I actually got to eat something more than bread at dinner time today. I didn't think I would be able to hold it down.. but that was three hours ago now and I haven't vomited since this morning.

It was really awkward at the job interview too.. I had to wait 20 minutes which felt like an eternity.. and I started sweating.. the chair was uncomfortable because my rear was still sore from the constant going from last night.

Well It's almost 8pm on day 2..50+ hours no pills. And I asked my brother today to keep the pills locked up so I couldn't get to them. GET THEM OUT OF THE MEDICINE CABINET!!

Baths felt great.. been drinking water like a fish and taking ibuprofen every 8 hours cause I am sore all over.
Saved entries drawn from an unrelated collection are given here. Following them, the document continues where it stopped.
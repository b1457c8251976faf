//! Criterion benchmarks for the metric kernels.

use cad_eval::{chamfer_distance, volumetric_iou};
use cad_io::{box_mesh, sample_surface, Point3, TriangleMesh};
use criterion::{black_box, criterion_group, criterion_main, BenchmarkId, Criterion, Throughput};

fn two_boxes() -> (TriangleMesh, TriangleMesh) {
    let a = box_mesh(Point3::ZERO, Point3::splat(1.0));
    let b = box_mesh(Point3::splat(0.1), Point3::new(1.1, 0.9, 1.05));
    (a, b)
}

fn bench_chamfer(c: &mut Criterion) {
    let (a, b) = two_boxes();
    let mut group = c.benchmark_group("chamfer");

    for samples in [1024usize, 8192] {
        let pa = sample_surface(&a, samples, 0).unwrap();
        let pb = sample_surface(&b, samples, 1).unwrap();
        group.throughput(Throughput::Elements(2 * samples as u64));
        group.bench_with_input(BenchmarkId::from_parameter(samples), &samples, |bench, _| {
            bench.iter(|| black_box(chamfer_distance(black_box(&pa), black_box(&pb))))
        });
    }

    group.finish();
}

fn bench_iou(c: &mut Criterion) {
    let (a, b) = two_boxes();
    let mut group = c.benchmark_group("volumetric_iou");
    group.sample_size(20);

    group.bench_function("two_boxes", |bench| {
        bench.iter(|| black_box(volumetric_iou(black_box(&a), black_box(&b), 32)))
    });

    // Five components per side: every overlapping pair runs one boolean.
    let mut legs_a = a.clone();
    let mut legs_b = b.clone();
    for i in 1..5 {
        let offset = Point3::new(2.0 * i as f32, 0.0, 0.0);
        legs_a.append(&box_mesh(offset, offset + Point3::splat(1.0)));
        legs_b.append(&box_mesh(offset + Point3::splat(0.1), offset + Point3::splat(1.1)));
    }
    group.bench_function("five_components", |bench| {
        bench.iter(|| black_box(volumetric_iou(black_box(&legs_a), black_box(&legs_b), 32)))
    });

    group.finish();
}

criterion_group!(benches, bench_chamfer, bench_iou);
criterion_main!(benches);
I can't imagine what this is like for people who have been taking it for years.. I've only been eating Roxi's for like a month and a half daily and it's very rough.

Right before dinner I was feeling anxious so I went for a walk. That was nice. Sweating some of this poison out.

It's weird when I sit down and try to play some video-games I just don't want to. I am delirious from not sleeping well. I don't have the luxury of some Xanax or even tylenol PMs. So I have to try try try to sleep tonight. It's weird. I am so tired but can't just settle my mind down to sleep. And when I do it doesn't last long. 30 mins here.. maybe an hour there.

Can't wait for 4pm tomorrow! 3 days off this nonsense.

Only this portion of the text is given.